Interest in Eastern Orthodoxy has been rising for several decades. At a time when many churches simplify and repackage their messages in current idioms that can seem shallow and ephemeral, Orthodoxy offers some people a deeper mystery and a stable tradition.

Orthodoxy’s ancient symbols and practices intrigue newcomers, for they offer access to realities that can be profoundly experienced though not fully explained. Nevertheless, inquirers and converts desire some understanding of what these symbols and practices mean today. Orthodox writers like John Zizioulas seek to clarify them, but without reducing their mystery or altering their original meanings.

Zizioulas is widely appreciated for translating complex, ancient ideas like hypostasis and perichoresis into contemporary concepts like person and relationship. He achieves this not by oversimplifying the Greek terms but by explicating them carefully.

Communion and Otherness contains nine essays; three are new, and six were published between 1975 and 1995 but revised for this volume. Zizioulas expands on an age-old philosophical question raised in the author’s earlier book Being as Communion (1985): What is being? What ultimately makes beings be, or causes entities to exist?

Patristic theology is often criticized for replacing scripture’s dynamic, narrative language with static Greek philosophical concepts. Zizioulas argues that, on the contrary, the church fathers transformed Greek thought in light of scripture and gave radically new meanings to some of its concepts. Above all, they interpreted both person and being as personal.

In Greek philosophies, Zizioulas writes, all beings participate directly in ultimate being, which is a rational principle (such as a Platonic Idea). Their universes are monistic: all beings in a universe are of the same general type, are governed by necessary laws and lack true freedom and personhood.

Christians believe, however, that particular beings are created from nothing by a very different, volitional Being. Creation and salvation are gifts of this radical Other. Zizioulas traces the process by which this Being came to be conceived of as personal. He explains that this personal Being exists as Trinity, and since no divine Person exists without the others, personal being is also intrinsically relational.

Authentic personhood, then, is constituted by communal relationships, while true communities are constituted by authentic persons. In Being as Communion, Zizioulas focused on the personal aspect. In Communion and Otherness, he stresses that true community involves genuine differences among participants.

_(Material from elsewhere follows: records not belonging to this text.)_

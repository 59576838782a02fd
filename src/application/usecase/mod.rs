pub mod order_usecase;
pub mod pricing_usecase;
pub mod sheet_pipeline_usecase;

// Re-export public API
pub use order_usecase::OrderPlacer;
pub use pricing_usecase::PricingResolver;
pub use sheet_pipeline_usecase::{ledger_key, SheetOrderPipeline, STATUS_COLUMN};
// src/application/usecase/pricing_usecase.rs
// Limit price resolution from live quote depth

use std::sync::Arc;

use crate::domain::errors::{MarketDataError, MarketDataResult};
use crate::domain::model::{Classification, DepthLevel, Direction, InstrumentKey};
use crate::domain::repository::MarketDataRepository;

/// Derives the limit price for an order from top-of-book depth.
///
/// The price is taken from the *same* side as the order: best bid for a
/// BUY, best ask for a SELL. This rests the order alongside existing
/// interest instead of crossing the spread, and every limit price written
/// back to the sheet follows this convention.
pub struct PricingResolver {
    market_data: Arc<dyn MarketDataRepository>,
}

impl PricingResolver {
    pub fn new(market_data: Arc<dyn MarketDataRepository>) -> Self {
        Self { market_data }
    }

    /// Fetch a fresh snapshot and return the same-side best level.
    pub async fn resolve_limit_price(
        &self,
        classification: &Classification,
        symbol: &str,
        direction: Direction,
    ) -> MarketDataResult<DepthLevel> {
        let instrument = InstrumentKey::new(classification.exchange, symbol);
        self.best_level(&instrument, direction).await
    }

    /// Same-side best level for an already qualified instrument.
    pub async fn best_level(
        &self,
        instrument: &InstrumentKey,
        direction: Direction,
    ) -> MarketDataResult<DepthLevel> {
        let depth = self.market_data.get_quote_depth(instrument).await?;

        let level = depth
            .same_side(direction)
            .ok_or_else(|| MarketDataError::MissingDepth {
                instrument: instrument.to_string(),
                side: side_name(direction).to_string(),
            })?;

        log::info!(
            "{} - best {} for {}: {} (qty {})",
            instrument,
            side_name(direction),
            direction,
            level.price,
            level.quantity
        );

        Ok(level)
    }
}

fn side_name(direction: Direction) -> &'static str {
    match direction {
        Direction::Buy => "bid",
        Direction::Sell => "ask",
    }
}

#[cfg(test)]
mod tests {
    use super::*;
    use crate::domain::model::{Exchange, Product, QuoteDepth};
    use async_trait::async_trait;
    use rust_decimal_macros::dec;
    use std::sync::Mutex;

    struct StaticDepth {
        depth: QuoteDepth,
        requested: Mutex<Vec<String>>,
    }

    #[async_trait]
    impl MarketDataRepository for StaticDepth {
        async fn get_quote_depth(&self, instrument: &InstrumentKey) -> MarketDataResult<QuoteDepth> {
            self.requested.lock().unwrap().push(instrument.to_string());
            Ok(QuoteDepth {
                instrument: instrument.clone(),
                ..self.depth.clone()
            })
        }
    }

    fn resolver(bid: Option<DepthLevel>, ask: Option<DepthLevel>) -> (PricingResolver, Arc<StaticDepth>) {
        let repo = Arc::new(StaticDepth {
            depth: QuoteDepth {
                instrument: InstrumentKey::new(Exchange::Equity, "X"),
                best_bid: bid,
                best_ask: ask,
            },
            requested: Mutex::new(Vec::new()),
        });
        (PricingResolver::new(repo.clone()), repo)
    }

    const DERIVATIVE: Classification = Classification {
        exchange: Exchange::Derivatives,
        default_product: Product::Margin,
    };

    #[tokio::test]
    async fn buy_uses_best_bid_and_qualified_key() {
        let (resolver, repo) = resolver(
            Some(DepthLevel { price: dec!(41.9), quantity: 350 }),
            Some(DepthLevel { price: dec!(42.5), quantity: 175 }),
        );

        let level = resolver
            .resolve_limit_price(&DERIVATIVE, "TCS25OCT2800PE", Direction::Buy)
            .await
            .unwrap();

        assert_eq!(level.price, dec!(41.9));
        assert_eq!(level.quantity, 350);
        assert_eq!(repo.requested.lock().unwrap().as_slice(), ["NFO:TCS25OCT2800PE"]);
    }

    #[tokio::test]
    async fn sell_uses_best_ask() {
        let (resolver, _) = resolver(
            Some(DepthLevel { price: dec!(41.9), quantity: 350 }),
            Some(DepthLevel { price: dec!(42.5), quantity: 175 }),
        );

        let level = resolver
            .resolve_limit_price(&DERIVATIVE, "TCS25OCT2800PE", Direction::Sell)
            .await
            .unwrap();

        assert_eq!(level.price, dec!(42.5));
    }

    #[tokio::test]
    async fn missing_side_is_a_failure() {
        let (resolver, _) = resolver(None, Some(DepthLevel { price: dec!(42.5), quantity: 175 }));

        let err = resolver
            .resolve_limit_price(&DERIVATIVE, "TCS25OCT2800PE", Direction::Buy)
            .await
            .unwrap_err();

        assert_eq!(
            err,
            MarketDataError::MissingDepth {
                instrument: "NFO:TCS25OCT2800PE".to_string(),
                side: "bid".to_string(),
            }
        );
    }

    #[tokio::test]
    async fn every_call_fetches_a_new_snapshot() {
        let (resolver, repo) = resolver(Some(DepthLevel { price: dec!(1), quantity: 1 }), None);

        for _ in 0..2 {
            resolver
                .resolve_limit_price(&DERIVATIVE, "NIFTY25NOVFUT", Direction::Buy)
                .await
                .unwrap();
        }

        assert_eq!(repo.requested.lock().unwrap().len(), 2);
    }
}
pub mod dto;
pub mod usecase;

pub use dto::{ApplicationError, CycleReport, RowOutcome};
pub use usecase::{OrderPlacer, PricingResolver, SheetOrderPipeline};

In light of the Trinity, Zizioulas develops an Orthodox view of human personhood, clarified by the use of contemporary concepts. The person, at its core, is otherness in communion and communion in otherness. Personhood also involves freedom, which is the ability to be one’s own unique self. This cannot be freedom from all restraints and relationships, but only for relationships, which co-constitute freedom. Relationships among unique persons flourish through love, and from love and freedom springs another basic feature of personhood: creativity.

What, then, accounts for impersonality, individualism and conflict in society? Although Zizioulas occasionally interacts with philosophers like Levinas, Sartre and Heidegger, he develops his anthropology, in common Orthodox fashion, from the creation, the Fall and Christology. Human beings, he writes, were created within relational networks with God and other creatures. They were designed to eventually participate in the eternal triune life through increasing communion with these others.

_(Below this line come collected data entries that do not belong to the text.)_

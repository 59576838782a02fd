// In-memory stand-ins for the broker, the order sheet and the ledger
#![allow(dead_code)]

use std::collections::HashMap;
use std::sync::atomic::{AtomicBool, AtomicUsize, Ordering};
use std::sync::{Arc, Mutex};
use std::time::Duration;

use async_trait::async_trait;
use rust_decimal::Decimal;

use sheet_trade::application::usecase::{OrderPlacer, PricingResolver, SheetOrderPipeline};
use sheet_trade::domain::errors::{
    LedgerResult, MarketDataError, MarketDataResult, SheetError, SheetResult, SubmissionError,
    SubmissionResult,
};
use sheet_trade::domain::model::{CellValue, DepthLevel, InstrumentKey, OrderTicket, QuoteDepth};
use sheet_trade::domain::repository::{
    LedgerEntry, MarketDataRepository, OrderRepository, SheetRepository, SubmissionLedger,
};
use sheet_trade::domain::service::{ClassifierRules, SymbolClassifier};

pub const HEADER: [&str; 6] = ["Symbol", "Direction", "Quantity", "Status", "Timestamp", "Price"];

#[derive(Default)]
pub struct FakeMarket {
    quotes: Mutex<HashMap<String, QuoteDepth>>,
    pub calls: AtomicUsize,
}

impl FakeMarket {
    /// `key` is `EXCHANGE:SYMBOL`; prices are (price, quantity).
    pub fn set(&self, key: &str, bid: Option<(Decimal, u64)>, ask: Option<(Decimal, u64)>) {
        let instrument: InstrumentKey = key.parse().unwrap();
        let level = |l: Option<(Decimal, u64)>| l.map(|(price, quantity)| DepthLevel { price, quantity });
        self.quotes.lock().unwrap().insert(
            instrument.to_string(),
            QuoteDepth {
                instrument,
                best_bid: level(bid),
                best_ask: level(ask),
            },
        );
    }
}

#[async_trait]
impl MarketDataRepository for FakeMarket {
    async fn get_quote_depth(&self, instrument: &InstrumentKey) -> MarketDataResult<QuoteDepth> {
        self.calls.fetch_add(1, Ordering::SeqCst);
        self.quotes
            .lock()
            .unwrap()
            .get(&instrument.to_string())
            .cloned()
            .ok_or_else(|| MarketDataError::Fetch(format!("no quote for {}", instrument)))
    }
}

#[derive(Default)]
pub struct FakeBroker {
    pub tickets: Mutex<Vec<OrderTicket>>,
    pub reject: AtomicBool,
    pub empty_id: AtomicBool,
}

impl FakeBroker {
    pub fn sent(&self) -> Vec<OrderTicket> {
        self.tickets.lock().unwrap().clone()
    }
}

#[async_trait]
impl OrderRepository for FakeBroker {
    async fn send_order(&self, ticket: &OrderTicket) -> SubmissionResult<String> {
        if self.reject.load(Ordering::SeqCst) {
            return Err(SubmissionError::Rejected("InputException: insufficient margin".to_string()));
        }
        let mut tickets = self.tickets.lock().unwrap();
        tickets.push(ticket.clone());
        if self.empty_id.load(Ordering::SeqCst) {
            return Ok(String::new());
        }
        Ok(format!("2510180000{:05}", tickets.len()))
    }
}

/// Shared handle to a grid of cells; clones see the same grid.
#[derive(Clone, Default)]
pub struct MemorySheet {
    pub rows: Arc<Mutex<Vec<Vec<String>>>>,
    pub fail_reads: Arc<AtomicBool>,
    pub fail_writes: Arc<AtomicBool>,
    pub connects: Arc<AtomicUsize>,
}

impl MemorySheet {
    pub fn with_rows(rows: &[&[&str]]) -> Self {
        let mut grid = vec![HEADER.iter().map(|c| c.to_string()).collect::<Vec<_>>()];
        grid.extend(rows.iter().map(|r| r.iter().map(|c| c.to_string()).collect()));
        let sheet = MemorySheet::default();
        *sheet.rows.lock().unwrap() = grid;
        sheet
    }

    /// Cell at 1-based row and column, empty when absent.
    pub fn set_cell(&self, row: usize, column: usize, value: &str) {
        let mut rows = self.rows.lock().unwrap();
        let cells = &mut rows[row - 1];
        if cells.len() < column {
            cells.resize(column, String::new());
        }
        cells[column - 1] = value.to_string();
    }

    pub fn cell(&self, row: usize, column: usize) -> String {
        self.rows
            .lock()
            .unwrap()
            .get(row - 1)
            .and_then(|r| r.get(column - 1))
            .cloned()
            .unwrap_or_default()
    }
}

#[async_trait]
impl SheetRepository for MemorySheet {
    async fn connect(&mut self) -> SheetResult<()> {
        self.connects.fetch_add(1, Ordering::SeqCst);
        Ok(())
    }

    async fn read_all_rows(&self) -> SheetResult<Vec<Vec<String>>> {
        if self.fail_reads.load(Ordering::SeqCst) {
            return Err(SheetError::Read("quota exceeded".to_string()));
        }
        Ok(self.rows.lock().unwrap().clone())
    }

    async fn write_values(&self, row: usize, column: usize, values: &[CellValue]) -> SheetResult<()> {
        if self.fail_writes.load(Ordering::SeqCst) {
            return Err(SheetError::Write("service unavailable".to_string()));
        }
        let mut rows = self.rows.lock().unwrap();
        while rows.len() < row {
            rows.push(Vec::new());
        }
        let cells = &mut rows[row - 1];
        let end = column - 1 + values.len();
        if cells.len() < end {
            cells.resize(end, String::new());
        }
        for (offset, value) in values.iter().enumerate() {
            cells[column - 1 + offset] = value.to_string();
        }
        Ok(())
    }
}

#[derive(Default)]
pub struct MemoryLedger {
    pub entries: Mutex<HashMap<String, LedgerEntry>>,
}

impl MemoryLedger {
    pub fn len(&self) -> usize {
        self.entries.lock().unwrap().len()
    }
}

impl SubmissionLedger for MemoryLedger {
    fn lookup(&self, key: &str) -> LedgerResult<Option<LedgerEntry>> {
        Ok(self.entries.lock().unwrap().get(key).cloned())
    }

    fn record(&self, key: &str, entry: LedgerEntry) -> LedgerResult<()> {
        self.entries.lock().unwrap().insert(key.to_string(), entry);
        Ok(())
    }

    fn clear(&self, key: &str) -> LedgerResult<()> {
        self.entries.lock().unwrap().remove(key);
        Ok(())
    }
}

pub fn placer(market: &Arc<FakeMarket>, broker: &Arc<FakeBroker>) -> OrderPlacer {
    OrderPlacer::new(
        SymbolClassifier::new(ClassifierRules::default()),
        PricingResolver::new(market.clone()),
        broker.clone(),
    )
}

pub fn pipeline(market: &Arc<FakeMarket>, broker: &Arc<FakeBroker>, sheet: &MemorySheet) -> SheetOrderPipeline {
    pipeline_with_throttle(market, broker, sheet, Duration::ZERO)
}

pub fn pipeline_with_throttle(
    market: &Arc<FakeMarket>,
    broker: &Arc<FakeBroker>,
    sheet: &MemorySheet,
    throttle: Duration,
) -> SheetOrderPipeline {
    SheetOrderPipeline::new(placer(market, broker), Box::new(sheet.clone()), throttle)
}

By turning against God, Adam fell out of these supportive relations and became an individual: an isolated being quite different from a person. By severing these outward connections Adam also subjected his descendants to inward disintegration, culminating in death.

Yet Jesus walked with God as Adam should have, and his person (or hypostasis) maintained unbroken communion with his Father. By living as a full human being, by undergoing disintegration in death and reintegration through resurrection, Jesus drew human nature back into relationship with God. People become true persons by entering the hypostatic relationship, or eternal communion, that Jesus shares with his Father.

While Zizioulas often describes personhood in general, contemporary ways, he considers personhood inseparable from ecclesiology. True communion with otherness is realized supremely in the Eucharist, which offers participation in Christ’s unique hypostasis.

Zizioulas often expresses the Orthodox vision through existentialist contrasts—for example, favoring persons entirely over things. Such contrasts appear to minimize Orthodoxy’s stable, enduring features. Zizioulas says, for instance, that the church is “built up through a convergence of new events and not through a preservation or transmission of historical realities.” But does not Orthodoxy stress both, and do not many outsiders find it attractive for this reason?

One central theme may give readers pause. Zizioulas, like Orthodox tradition, locates personhood finally in God the Father. He explains at length how the Father “causes” the Son’s and the Spirit’s existence. Western theologians usually find this overly subordinationist and hierarchical. Some of them propose that personhood should be ascribed to the interactivity among the three Persons, and that there is no need to search for one single cause. Zizioulas considers this possibility carefully, but rejects it.

While Zizioulas employs current concepts skillfully in Communion and Otherness, this is a serious theological book. Readers without some prior knowledge of Orthodox theology may find it tough going. Still, this volume, along with Being as Communion, provides one of the most insightful, contemporary and accessible accounts of Orthodoxy available.